Es entonces que el hombrecillo presente y el hombrecillo distante se carcajean al unísono, y al acabar la risa maléfica el hombre del otro lado de la línea dice “Devuélveme mi teléfono”. “Ha sido un placer hablar contigo”, resume al recibirlo.
Obviamente la respuesta era más prosaica. Querían ofrecerme una portabilidad de línea con mejores condiciones, o al menos eso prometían. A esas alturas, y con Lynch fresquísimo, creía que se me había metido gente en casa y no estaba en disposición de regatear cinco euros al mes. Sencillamente no estaba de humor, así que dije algo cortés y me despedí del comercial dudando si recibiría una llamada cada media hora durante el resto de mis días. Sobre todo me inquietaban todas esas acometidas tipo “Hundir la flota” que no habrían llegado a cristalizar porque la combinación de números de mi casa había estado desconectada hasta hacía un rato. 91 111 11 11, 91 111 11 12, 91 111 11 13… y cuando llegaban al mío, agua… hasta hoy.
Hay gente que dice que jamás le coge el teléfono a los desconocidos y me parecen temerarios porque a mí esos números son los que más me interesan. Puede ser la llamada de un hospital o de la policía avisándome de que algo malo ha sucedido le ha pasado a un familiar. Si ando en una reunión importante son las únicas que cojo y me causan entre envidia y rabia quienes las obvian. Bienaventurados ellos, que viven sin hipocondría. Me tranquiliza saber que mi nuevo teléfono no lo tiene absolutamente nadie, y mucho menos los servicios de emergencias. Por tanto, hasta que lo use yo de manera activa por primera vez, y puede que esto nunca suceda, todas las veces que suene será al azar.
Desde entonces no me llaman cada media hora pero sí una vez a la semana, y sé quién es siempre: una compañía telefónica de nombre muy moderno con una oferta imbatible que compartirme.
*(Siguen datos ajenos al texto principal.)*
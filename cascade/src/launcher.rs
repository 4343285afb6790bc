//! Pre-configured command for launching the compiler subprocess.
//!
//! The host never searches the filesystem for the compiler: callers hand
//! it a [`Launcher`] that already knows the absolute executable path
//! (platform-specific suffix included) and any extra arguments.

use std::ffi::OsString;
use std::path::PathBuf;
use std::process::Stdio;

use tokio::process::Command;

/// Configured compiler command: program path plus arguments.
#[derive(Debug, Clone)]
#[must_use = "a Launcher does nothing until handed to Compiler::new"]
pub struct Launcher {
    /// Absolute path of the compiler executable.
    program: PathBuf,
    /// Arguments passed to the executable.
    args: Vec<OsString>,
}

impl Launcher {
    /// Creates a launcher for the given executable path.
    pub fn new(program: impl Into<PathBuf>) -> Self {
        Self {
            program: program.into(),
            args: Vec::new(),
        }
    }

    /// Appends one argument.
    pub fn arg(mut self, arg: impl Into<OsString>) -> Self {
        self.args.push(arg.into());
        self
    }

    /// Appends several arguments.
    pub fn args<I, A>(mut self, args: I) -> Self
    where
        I: IntoIterator<Item = A>,
        A: Into<OsString>,
    {
        self.args.extend(args.into_iter().map(Into::into));
        self
    }

    /// Path of the compiler executable.
    pub fn program(&self) -> &PathBuf {
        &self.program
    }

    /// Builds the piped subprocess command: binary stdin/stdout for the
    /// wire protocol, piped stderr for line forwarding.
    pub(crate) fn command(&self) -> Command {
        let mut command = Command::new(&self.program);
        command
            .args(&self.args)
            .stdin(Stdio::piped())
            .stdout(Stdio::piped())
            .stderr(Stdio::piped())
            .kill_on_drop(true);
        command
    }
}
Por principios decidí no hacerles caso nunca porque sé que los que vengan después serán capaces de cobrarme siempre un poquito menos, hasta que después de 100 cambios me rebajen apenas unos céntimos al año. No soy millonario ni me siento mejor que nadie, pero en algún momento hay que establecer el límite de la dignidad y mi línea roja ha llegado muy pronto.
Escuché decir al cómico Luis Álvaro que a veces, si se siente misántropo, marca a dos compañías telefónicos desde el fijo y el móvil e intenta que se convenzan de aceptar la oferta del otro. Es un chiste divertido pero algo forzado porque no hace falta llegar a ese punto. Hasta un reloj estropeado da la hora dos veces al día, así que yo jugaré a eso cuando dos de ellas me llamen al móvil y al fijo al mismo tiempo. Y espero que no se confabulen contra mí y acaben cerrándome las dos líneas porque me encanta hablar por teléfono.